Lazio-Bayern Monaco, ecco la sfida per entrare nella storia

Lazio-Bayern Monaco, ecco la sfida per entrare nella storia© © Marco Rosi / Fotonotizia
Alberto Dalla Palma

È una notte speciale, che i tifosi biancocelesti aspettavano da più di vent’anni.
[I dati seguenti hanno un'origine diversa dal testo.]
//! Canonical JSON encoding and the hash/key-hash primitives built on it.
//!
//! `canonical_json` is the single serialization used for hashing and signing
//! throughout this crate: sorted keys, no whitespace, UTF-8 string output,
//! so two peers hash the same logical value to the same bytes regardless of
//! field insertion order. `serde_json::Map` is a `BTreeMap` as long as the
//! `preserve_order` feature is not enabled (it isn't, here), so object keys
//! sort themselves on serialize; combined with `serde_json`'s compact
//! formatter (no whitespace) and UTF-8 string output, `serde_json::to_vec`
//! already produces the canonical form.

use serde::Serialize;
use sha2::{Digest, Sha256};

/// Encodes a JSON value as canonical bytes: recursively sorted keys, `,`/`:`
/// separators with no whitespace, UTF-8 strings without non-ASCII escaping.
pub fn canonical_json(value: &serde_json::Value) -> Vec<u8> {
    serde_json::to_vec(value).expect("serde_json::Value serialization cannot fail")
}

/// Serializes `value` to a JSON `Value` then canonicalizes it.
pub fn to_canonical_bytes<T: Serialize>(value: &T) -> Result<Vec<u8>, serde_json::Error> {
    let v = serde_json::to_value(value)?;
    Ok(canonical_json(&v))
}

/// Lowercase hex SHA-256 digest of `bytes`.
pub fn sha256_hex(bytes: &[u8]) -> String {
    let mut hasher = Sha256::new();
    hasher.update(bytes);
    hex::encode(hasher.finalize())
}

/// `key_hash(pub_bytes) = sha256_hex(pub_bytes)` — the stable opaque signer
/// identity derived from a raw 32-byte Ed25519 public key.
pub fn key_hash(pub_bytes: &[u8]) -> String {
    sha256_hex(pub_bytes)
}

/// 32 zero bytes, hex-encoded — the resolved empty-feed `chain_head`/`H_0` seed.
pub fn zero_hash_hex() -> String {
    hex::encode([0u8; 32])
}

/// `sha256_hex` of the empty byte string — the resolved empty-Merkle-list root.
pub fn empty_root_hex() -> String {
    sha256_hex(b"")
}

/// ISO-8601 UTC timestamp serialization with a `Z` suffix, used via
/// `#[serde(with = "crate::canon::timestamp")]`.
pub mod timestamp {
    use serde::{Deserialize, Deserializer, Serializer};
    use time::format_description::well_known::Rfc3339;
    use time::OffsetDateTime;

    /// Formats `dt` as `YYYY-MM-DDTHH:MM:SS[.ffffff]Z` in UTC.
    pub fn to_iso_z(dt: OffsetDateTime) -> String {
        let utc = dt.to_offset(time::UtcOffset::UTC);
        let formatted = utc.format(&Rfc3339).expect("valid datetime always formats");
        match formatted.strip_suffix("+00:00") {
            Some(stripped) => format!("{stripped}Z"),
            None => formatted,
        }
    }

    /// Parses an ISO-8601 UTC timestamp (accepting either a `Z` or a
    /// numeric-offset suffix, since RFC 3339 permits both).
    pub fn from_iso(input: &str) -> Result<OffsetDateTime, time::error::Parse> {
        OffsetDateTime::parse(input, &Rfc3339)
    }

    pub fn serialize<S>(dt: &OffsetDateTime, serializer: S) -> Result<S::Ok, S::Error>
    where
        S: Serializer,
    {
        serializer.serialize_str(&to_iso_z(*dt))
    }

    pub fn deserialize<'de, D>(deserializer: D) -> Result<OffsetDateTime, D::Error>
    where
        D: Deserializer<'de>,
    {
        let raw = String::deserialize(deserializer)?;
        from_iso(&raw).map_err(serde::de::Error::custom)
    }

    /// The same scheme for `Option<OffsetDateTime>` fields.
    pub mod option {
        use super::{from_iso, to_iso_z};
        use serde::{Deserialize, Deserializer, Serializer};
        use time::OffsetDateTime;

        pub fn serialize<S>(dt: &Option<OffsetDateTime>, serializer: S) -> Result<S::Ok, S::Error>
        where
            S: Serializer,
        {
            match dt {
                Some(dt) => serializer.serialize_some(&to_iso_z(*dt)),
                None => serializer.serialize_none(),
            }
        }

        pub fn deserialize<'de, D>(deserializer: D) -> Result<Option<OffsetDateTime>, D::Error>
        where
            D: Deserializer<'de>,
        {
            let raw: Option<String> = Option::deserialize(deserializer)?;
            match raw {
                Some(s) => from_iso(&s).map(Some).map_err(serde::de::Error::custom),
                None => Ok(None),
            }
        }
    }
}
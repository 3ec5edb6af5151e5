//! The village policy object: an open string-to-JSON mapping, so a village
//! can carry fields this crate doesn't yet know about. `Policy` wraps the
//! raw `serde_json::Value`
//! so an older peer that doesn't recognize a newer key still re-hashes the
//! policy identically (the round-trip requirement); typed accessors parse
//! the recognized fields on demand for enforcement logic.

use crate::canon::{canonical_json, sha256_hex};
use serde::{Deserialize, Serialize};
use std::collections::{HashMap, HashSet};

/// `visibility` values recognized by the policy schema.
#[derive(Debug, Clone, Copy, PartialEq, Eq, Serialize, Deserialize)]
#[serde(rename_all = "snake_case")]
pub enum Visibility {
    /// Only the village's own members may read.
    Private,
    /// Any member of the federation may read.
    Village,
    /// Unauthenticated reads are permitted.
    Public,
}

/// A role's operation grants.
#[derive(Debug, Clone, Copy, Default, PartialEq, Eq, Serialize, Deserialize)]
pub struct Capabilities {
    /// May pull policy/claims.
    #[serde(default)]
    pub can_pull: bool,
    /// May push bundles.
    #[serde(default)]
    pub can_push: bool,
    /// May manage policy/membership.
    #[serde(default)]
    pub can_manage: bool,
}

/// One role-based quorum requirement: at least `min_signers` distinct valid
/// signers whose role set includes `role`.
#[derive(Debug, Clone, Serialize, Deserialize)]
pub struct RoleRequirement {
    /// The role name.
    pub role: String,
    /// Minimum distinct signers required for that role.
    #[serde(default = "default_min_signers")]
    pub min_signers: u64,
}

fn default_min_signers() -> u64 {
    1
}

/// The quorum model a policy update must satisfy to be considered approved.
#[derive(Debug, Clone, Copy, PartialEq, Eq, Serialize, Deserialize)]
#[serde(rename_all = "snake_case")]
pub enum QuorumModel {
    /// M distinct valid signers out of an allowlist.
    MOfN,
    /// Sum of distinct valid signers' weights meets a threshold.
    Weighted,
    /// Each named role meets its own distinct-signer minimum.
    RoleBased,
}

/// `policy_quorum` — the quorum configuration a village's policy declares.
#[derive(Debug, Clone, Serialize, Deserialize)]
pub struct QuorumConfig {
    /// Which verifier to dispatch to.
    pub model: QuorumModel,
    /// `m` for `m_of_n`.
    #[serde(default)]
    pub threshold_m: Option<u64>,
    /// Required total weight for `weighted`.
    #[serde(default)]
    pub threshold_weight: Option<f64>,
    /// Per-role minimums for `role_based`.
    #[serde(default)]
    pub role_requirements: Vec<RoleRequirement>,
}

/// An open mapping from string to JSON value representing a village's
/// policy. Preserves unknown keys verbatim under re-hashing.
#[derive(Debug, Clone, PartialEq, Serialize, Deserialize)]
#[serde(transparent)]
pub struct Policy(pub serde_json::Value);

impl Default for Policy {
    fn default() -> Self {
        Self::empty()
    }
}

impl Policy {
    /// An empty policy object (`{}`).
    pub fn empty() -> Self {
        Policy(serde_json::Value::Object(Default::default()))
    }

    /// `policy_hash = hex(SHA-256(C(policy)))`.
    pub fn hash(&self) -> String {
        sha256_hex(&canonical_json(&self.0))
    }

    fn get(&self, key: &str) -> Option<&serde_json::Value> {
        self.0.as_object().and_then(|obj| obj.get(key))
    }

    /// `visibility`, defaulting to `village` when absent or unrecognized.
    pub fn visibility(&self) -> Visibility {
        self.get("visibility")
            .and_then(|v| serde_json::from_value(v.clone()).ok())
            .unwrap_or(Visibility::Village)
    }

    /// `allowed_predicates` as a set; empty means no predicate is allowed.
    pub fn allowed_predicates(&self) -> HashSet<String> {
        self.string_set("allowed_predicates")
    }

    /// `max_window_days`, if set.
    pub fn max_window_days(&self) -> Option<u64> {
        self.get("max_window_days").and_then(|v| v.as_u64())
    }

    /// `allow_unverified`, defaulting to `false`.
    pub fn allow_unverified(&self) -> bool {
        self.get("allow_unverified").and_then(|v| v.as_bool()).unwrap_or(false)
    }

    /// `retention_days`, if set.
    pub fn retention_days(&self) -> Option<u64> {
        self.get("retention_days").and_then(|v| v.as_u64())
    }

    /// `rate_limit_per_min`, if set.
    pub fn rate_limit_per_min(&self) -> Option<u32> {
        self.get("rate_limit_per_min").and_then(|v| v.as_u64()).map(|v| v as u32)
    }

    /// `issuer_allowlist` key hashes.
    pub fn issuer_allowlist(&self) -> HashSet<String> {
        self.string_set("issuer_allowlist")
    }

    /// `issuer_blocklist` key hashes.
    pub fn issuer_blocklist(&self) -> HashSet<String> {
        self.string_set("issuer_blocklist")
    }

    /// `issuer_id_allowlist`.
    pub fn issuer_id_allowlist(&self) -> HashSet<String> {
        self.string_set("issuer_id_allowlist")
    }

    /// `issuer_id_blocklist`.
    pub fn issuer_id_blocklist(&self) -> HashSet<String> {
        self.string_set("issuer_id_blocklist")
    }

    /// `require_issuer_allowlist`, defaulting to `false`.
    pub fn require_issuer_allowlist(&self) -> bool {
        self.get("require_issuer_allowlist").and_then(|v| v.as_bool()).unwrap_or(false)
    }

    /// `require_policy_signature`, defaulting to `false`.
    pub fn require_policy_signature(&self) -> bool {
        self.get("require_policy_signature").and_then(|v| v.as_bool()).unwrap_or(false)
    }

    /// `policy_signer_allowlist` key hashes.
    pub fn policy_signer_allowlist(&self) -> HashSet<String> {
        self.string_set("policy_signer_allowlist")
    }

    /// `policy_signature_threshold_m`, the m-of-n fallback threshold.
    pub fn policy_signature_threshold_m(&self) -> Option<u64> {
        self.get("policy_signature_threshold_m").and_then(|v| v.as_u64())
    }

    /// `policy_quorum`, if the policy declares an explicit quorum model.
    pub fn policy_quorum(&self) -> Option<QuorumConfig> {
        self.get("policy_quorum")
            .and_then(|v| serde_json::from_value(v.clone()).ok())
    }

    /// `policy_signer_weights`: key hash -> weight.
    pub fn policy_signer_weights(&self) -> HashMap<String, f64> {
        self.get("policy_signer_weights")
            .and_then(|v| v.as_object())
            .map(|obj| {
                obj.iter()
                    .filter_map(|(k, v)| v.as_f64().map(|w| (k.clone(), w)))
                    .collect()
            })
            .unwrap_or_default()
    }

    /// `policy_signer_roles`: key hash -> set of role names.
    pub fn policy_signer_roles(&self) -> HashMap<String, HashSet<String>> {
        self.get("policy_signer_roles")
            .and_then(|v| v.as_object())
            .map(|obj| {
                obj.iter()
                    .map(|(k, v)| {
                        let roles = v
                            .as_array()
                            .map(|arr| {
                                arr.iter()
                                    .filter_map(|r| r.as_str().map(String::from))
                                    .collect()
                            })
                            .unwrap_or_default();
                        (k.clone(), roles)
                    })
                    .collect()
            })
            .unwrap_or_default()
    }

    /// `capabilities`: role name -> grants. Defaults to the common
    /// observer/member/admin roles when the policy omits the key.
    pub fn capabilities(&self) -> HashMap<String, Capabilities> {
        self.get("capabilities")
            .and_then(|v| serde_json::from_value(v.clone()).ok())
            .unwrap_or_else(default_capabilities)
    }

    /// `submission_quota_per_day`, defaulting to `0` (unlimited).
    pub fn submission_quota_per_day(&self) -> u64 {
        self.get("submission_quota_per_day").and_then(|v| v.as_u64()).unwrap_or(0)
    }

    /// `min_signature_alg` — recorded but never enforced.
    pub fn min_signature_alg(&self) -> String {
        self.get("min_signature_alg")
            .and_then(|v| v.as_str())
            .unwrap_or("Ed25519")
            .to_string()
    }

    fn string_set(&self, key: &str) -> HashSet<String> {
        self.get(key)
            .and_then(|v| v.as_array())
            .map(|arr| arr.iter().filter_map(|v| v.as_str().map(String::from)).collect())
            .unwrap_or_default()
    }
}

fn default_capabilities() -> HashMap<String, Capabilities> {
    let mut map = HashMap::new();
    map.insert(
        "observer".to_string(),
        Capabilities {
            can_pull: true,
            can_push: false,
            can_manage: false,
        },
    );
    map.insert(
        "member".to_string(),
        Capabilities {
            can_pull: true,
            can_push: true,
            can_manage: false,
        },
    );
    map.insert(
        "admin".to_string(),
        Capabilities {
            can_pull: true,
            can_push: true,
            can_manage: true,
        },
    );
    map
}

#[cfg(test)]
mod tests {
    use super::*;
    use serde_json::json;

    #[test]
    fn empty_policy_has_stable_hash() {
        let a = Policy::empty();
        let b = Policy(json!({}));
        assert_eq!(a.hash(), b.hash());
    }

    #[test]
    fn hash_is_independent_of_key_order() {
        let a = Policy(json!({"visibility": "public", "max_window_days": 30}));
        let b = Policy(json!({"max_window_days": 30, "visibility": "public"}));
        assert_eq!(a.hash(), b.hash());
    }

    #[test]
    fn unknown_keys_round_trip_through_serde() {
        let p = Policy(json!({"visibility": "village", "future_field": {"x": 1}}));
        let text = serde_json::to_string(&p).unwrap();
        let parsed: Policy = serde_json::from_str(&text).unwrap();
        assert_eq!(parsed.hash(), p.hash());
        assert_eq!(parsed.0.get("future_field"), p.0.get("future_field"));
    }

    #[test]
    fn default_capabilities_grant_member_push() {
        let p = Policy::empty();
        let caps = p.capabilities();
        assert!(caps["member"].can_push);
        assert!(!caps["observer"].can_push);
        assert!(caps["admin"].can_manage);
    }

    #[test]
    fn issuer_allowed_fallback_true_when_no_lists_configured() {
        let p = Policy::empty();
        assert!(p.issuer_allowlist().is_empty());
        assert!(p.issuer_blocklist().is_empty());
        assert!(!p.require_issuer_allowlist());
    }
}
L’ultima, così attesa e così ricca di emozioni, è datata 27 agosto 1999, quando la squadra di Cragnotti, Eriksson e Mancini conquistò la Supercoppa Europea contro il Manchester di Ferguson e Jaap Stam, che poi avrebbe indossato la maglia biancoceleste. Era ormai esplosa la Lazio più forte di tutti i tempi, una Lazio che doveva mandare in panchina, a rotazione, giocatori come Boksic, Fernando Couto, Sensini, Sergio Conceiçao, Stankovic, Almeyda, Salas e addirittura Simeone, l’uomo dei gol scudetto. «Mi giravo e non sapevo chi far entrare, perché si potevano cambiare solo tre giocatori» ha ricordato qualche giorno fa proprio Eriksson ripercorrendo le imprese di una squadra che sulla carta avrebbe dovuto spopolare anche in Europa. E invece si fermò a quella indimenticabile notte di Montecarlo e non andò oltre i quarti di Champions, eliminata dal Valencia, come se il palcoscenico internazionale la delegittimasse di tutti i suoi valori.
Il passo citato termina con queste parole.